About this task: Search the entries for the word "attachments". Copy every line that holds it.

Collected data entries
== == ==
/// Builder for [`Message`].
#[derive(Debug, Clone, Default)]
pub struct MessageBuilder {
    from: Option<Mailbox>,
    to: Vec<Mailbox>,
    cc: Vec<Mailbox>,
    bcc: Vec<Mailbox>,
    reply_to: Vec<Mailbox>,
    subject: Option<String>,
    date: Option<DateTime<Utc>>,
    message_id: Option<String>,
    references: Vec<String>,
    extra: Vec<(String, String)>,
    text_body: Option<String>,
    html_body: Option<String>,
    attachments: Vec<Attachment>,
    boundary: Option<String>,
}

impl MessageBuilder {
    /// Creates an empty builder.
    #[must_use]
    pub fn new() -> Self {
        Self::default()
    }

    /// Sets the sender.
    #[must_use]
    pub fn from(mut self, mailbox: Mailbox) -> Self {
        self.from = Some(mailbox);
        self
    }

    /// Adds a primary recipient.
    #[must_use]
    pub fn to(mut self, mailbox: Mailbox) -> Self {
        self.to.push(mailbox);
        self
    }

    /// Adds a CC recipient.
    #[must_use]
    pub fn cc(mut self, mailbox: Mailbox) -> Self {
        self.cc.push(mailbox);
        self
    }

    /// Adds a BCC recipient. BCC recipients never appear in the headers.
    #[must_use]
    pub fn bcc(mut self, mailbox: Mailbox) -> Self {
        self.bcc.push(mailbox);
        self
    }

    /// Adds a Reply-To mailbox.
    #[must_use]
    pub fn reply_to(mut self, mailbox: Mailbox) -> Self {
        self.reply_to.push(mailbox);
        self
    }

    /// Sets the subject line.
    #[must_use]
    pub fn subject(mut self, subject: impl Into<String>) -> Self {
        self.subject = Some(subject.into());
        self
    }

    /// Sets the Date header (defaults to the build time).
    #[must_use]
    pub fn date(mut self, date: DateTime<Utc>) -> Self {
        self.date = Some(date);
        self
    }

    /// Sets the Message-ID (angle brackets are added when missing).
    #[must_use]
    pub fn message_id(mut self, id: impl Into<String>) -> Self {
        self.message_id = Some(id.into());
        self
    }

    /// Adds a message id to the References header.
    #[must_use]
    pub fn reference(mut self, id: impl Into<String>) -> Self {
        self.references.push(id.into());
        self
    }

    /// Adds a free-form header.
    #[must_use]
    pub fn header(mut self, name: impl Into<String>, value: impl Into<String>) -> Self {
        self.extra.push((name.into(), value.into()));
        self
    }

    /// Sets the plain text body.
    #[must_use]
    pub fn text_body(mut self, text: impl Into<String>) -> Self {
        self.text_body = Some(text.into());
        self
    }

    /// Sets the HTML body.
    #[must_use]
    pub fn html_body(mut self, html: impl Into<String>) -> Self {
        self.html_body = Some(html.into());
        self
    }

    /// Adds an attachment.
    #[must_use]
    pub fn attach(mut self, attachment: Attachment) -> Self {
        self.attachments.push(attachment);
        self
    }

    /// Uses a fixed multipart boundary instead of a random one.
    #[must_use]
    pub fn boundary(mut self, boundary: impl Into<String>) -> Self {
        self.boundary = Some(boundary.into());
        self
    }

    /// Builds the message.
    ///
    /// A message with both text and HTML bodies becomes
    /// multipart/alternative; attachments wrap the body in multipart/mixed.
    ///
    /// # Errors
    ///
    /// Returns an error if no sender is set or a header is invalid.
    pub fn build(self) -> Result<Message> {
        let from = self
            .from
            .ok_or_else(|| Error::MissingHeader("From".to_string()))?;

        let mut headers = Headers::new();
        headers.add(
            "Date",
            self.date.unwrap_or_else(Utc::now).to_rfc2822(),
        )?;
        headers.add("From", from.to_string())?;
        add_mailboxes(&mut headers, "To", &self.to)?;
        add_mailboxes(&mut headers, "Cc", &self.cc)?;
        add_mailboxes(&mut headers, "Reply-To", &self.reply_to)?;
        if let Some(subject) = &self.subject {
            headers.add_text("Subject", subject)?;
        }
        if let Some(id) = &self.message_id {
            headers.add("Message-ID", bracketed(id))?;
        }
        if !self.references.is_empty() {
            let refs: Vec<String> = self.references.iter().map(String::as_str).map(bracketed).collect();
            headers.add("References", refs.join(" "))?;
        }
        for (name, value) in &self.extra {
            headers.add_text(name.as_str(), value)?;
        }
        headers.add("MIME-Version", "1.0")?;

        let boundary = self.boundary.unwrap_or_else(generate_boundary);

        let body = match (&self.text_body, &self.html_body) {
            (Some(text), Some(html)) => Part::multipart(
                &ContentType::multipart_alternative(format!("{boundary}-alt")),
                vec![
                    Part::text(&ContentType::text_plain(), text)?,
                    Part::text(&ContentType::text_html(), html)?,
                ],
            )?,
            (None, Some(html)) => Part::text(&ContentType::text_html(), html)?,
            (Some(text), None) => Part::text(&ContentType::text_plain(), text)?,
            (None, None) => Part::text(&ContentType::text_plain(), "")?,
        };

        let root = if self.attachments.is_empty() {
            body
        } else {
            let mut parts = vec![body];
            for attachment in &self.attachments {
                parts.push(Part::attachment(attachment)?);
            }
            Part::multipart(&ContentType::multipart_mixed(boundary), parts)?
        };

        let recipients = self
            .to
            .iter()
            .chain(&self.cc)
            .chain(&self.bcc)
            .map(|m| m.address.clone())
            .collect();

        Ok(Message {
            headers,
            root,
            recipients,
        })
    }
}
== == ==
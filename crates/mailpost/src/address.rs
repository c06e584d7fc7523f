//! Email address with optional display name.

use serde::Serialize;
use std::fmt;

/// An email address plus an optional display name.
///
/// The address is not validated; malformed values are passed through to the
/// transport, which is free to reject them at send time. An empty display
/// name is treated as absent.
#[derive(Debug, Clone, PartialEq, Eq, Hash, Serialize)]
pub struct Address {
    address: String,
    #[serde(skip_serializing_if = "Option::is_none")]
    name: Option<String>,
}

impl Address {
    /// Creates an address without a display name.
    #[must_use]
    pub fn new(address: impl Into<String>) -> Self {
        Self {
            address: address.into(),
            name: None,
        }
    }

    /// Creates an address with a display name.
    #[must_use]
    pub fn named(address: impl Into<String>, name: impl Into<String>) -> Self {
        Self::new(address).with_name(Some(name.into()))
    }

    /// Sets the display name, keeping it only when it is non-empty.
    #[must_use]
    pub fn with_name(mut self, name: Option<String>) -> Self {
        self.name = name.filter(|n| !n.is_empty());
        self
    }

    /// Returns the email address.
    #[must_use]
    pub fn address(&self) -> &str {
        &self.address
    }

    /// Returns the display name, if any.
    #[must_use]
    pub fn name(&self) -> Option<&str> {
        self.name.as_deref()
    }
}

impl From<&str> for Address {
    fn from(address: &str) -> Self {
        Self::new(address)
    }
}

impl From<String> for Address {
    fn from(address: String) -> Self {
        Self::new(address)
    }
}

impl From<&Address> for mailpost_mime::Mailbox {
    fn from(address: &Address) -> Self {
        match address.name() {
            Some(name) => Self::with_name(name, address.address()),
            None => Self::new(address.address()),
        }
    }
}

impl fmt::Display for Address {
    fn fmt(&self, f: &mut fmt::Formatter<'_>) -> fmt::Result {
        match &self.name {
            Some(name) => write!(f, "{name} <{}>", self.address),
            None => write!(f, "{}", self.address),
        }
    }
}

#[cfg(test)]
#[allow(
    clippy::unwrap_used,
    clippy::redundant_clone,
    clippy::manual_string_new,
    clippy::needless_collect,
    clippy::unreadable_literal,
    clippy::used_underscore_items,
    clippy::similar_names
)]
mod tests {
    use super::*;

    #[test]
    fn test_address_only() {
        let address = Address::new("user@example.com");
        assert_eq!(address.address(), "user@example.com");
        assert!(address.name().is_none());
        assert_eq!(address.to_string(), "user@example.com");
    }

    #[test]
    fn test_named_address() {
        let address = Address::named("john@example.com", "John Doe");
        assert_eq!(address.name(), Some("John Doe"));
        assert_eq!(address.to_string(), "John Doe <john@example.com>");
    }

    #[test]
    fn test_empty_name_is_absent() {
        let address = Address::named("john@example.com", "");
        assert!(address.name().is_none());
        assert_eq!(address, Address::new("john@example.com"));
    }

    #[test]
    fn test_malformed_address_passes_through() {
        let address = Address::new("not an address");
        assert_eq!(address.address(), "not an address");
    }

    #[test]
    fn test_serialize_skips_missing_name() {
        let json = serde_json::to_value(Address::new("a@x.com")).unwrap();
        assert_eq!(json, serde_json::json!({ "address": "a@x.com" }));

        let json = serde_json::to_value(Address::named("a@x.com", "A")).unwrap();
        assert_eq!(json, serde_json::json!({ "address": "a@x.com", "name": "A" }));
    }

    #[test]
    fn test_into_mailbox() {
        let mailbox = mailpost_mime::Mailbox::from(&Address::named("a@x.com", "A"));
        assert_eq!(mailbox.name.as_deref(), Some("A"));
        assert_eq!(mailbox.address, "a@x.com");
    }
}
== == ==
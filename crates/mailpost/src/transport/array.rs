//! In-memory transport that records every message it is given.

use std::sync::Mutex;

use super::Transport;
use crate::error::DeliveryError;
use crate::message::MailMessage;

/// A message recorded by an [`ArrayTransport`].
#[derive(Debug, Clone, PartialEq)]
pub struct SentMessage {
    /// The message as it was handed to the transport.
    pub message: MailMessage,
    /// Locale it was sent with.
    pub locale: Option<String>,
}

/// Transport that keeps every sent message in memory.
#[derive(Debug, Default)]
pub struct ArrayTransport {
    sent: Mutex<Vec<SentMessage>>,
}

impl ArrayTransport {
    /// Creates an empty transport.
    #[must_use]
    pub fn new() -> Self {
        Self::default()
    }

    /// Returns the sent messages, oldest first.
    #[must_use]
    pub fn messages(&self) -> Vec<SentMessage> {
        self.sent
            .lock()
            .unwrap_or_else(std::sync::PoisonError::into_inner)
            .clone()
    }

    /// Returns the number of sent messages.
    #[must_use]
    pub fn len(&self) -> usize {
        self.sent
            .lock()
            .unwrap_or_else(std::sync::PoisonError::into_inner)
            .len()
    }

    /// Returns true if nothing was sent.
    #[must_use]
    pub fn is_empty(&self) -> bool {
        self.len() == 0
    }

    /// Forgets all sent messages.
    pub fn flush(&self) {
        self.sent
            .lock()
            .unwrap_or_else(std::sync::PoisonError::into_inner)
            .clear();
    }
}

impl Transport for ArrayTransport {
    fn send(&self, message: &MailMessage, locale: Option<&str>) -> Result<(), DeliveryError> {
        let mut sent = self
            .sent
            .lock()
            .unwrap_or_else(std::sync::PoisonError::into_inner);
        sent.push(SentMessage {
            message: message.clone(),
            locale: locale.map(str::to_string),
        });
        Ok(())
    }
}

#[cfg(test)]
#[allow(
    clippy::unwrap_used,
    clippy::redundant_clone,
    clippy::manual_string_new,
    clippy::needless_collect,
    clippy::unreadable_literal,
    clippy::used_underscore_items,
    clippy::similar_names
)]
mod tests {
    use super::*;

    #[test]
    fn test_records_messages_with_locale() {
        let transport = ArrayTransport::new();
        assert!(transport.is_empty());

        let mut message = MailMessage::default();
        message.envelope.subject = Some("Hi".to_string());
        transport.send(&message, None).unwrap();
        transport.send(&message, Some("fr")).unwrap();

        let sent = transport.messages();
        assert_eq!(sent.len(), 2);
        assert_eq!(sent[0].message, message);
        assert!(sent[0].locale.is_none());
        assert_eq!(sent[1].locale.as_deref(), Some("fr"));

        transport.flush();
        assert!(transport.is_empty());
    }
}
== == ==
Task result:
    attachments: Vec<Attachment>,
        self.attachments.push(attachment);
    /// multipart/alternative; attachments wrap the body in multipart/mixed.
        let root = if self.attachments.is_empty() {
            for attachment in &self.attachments {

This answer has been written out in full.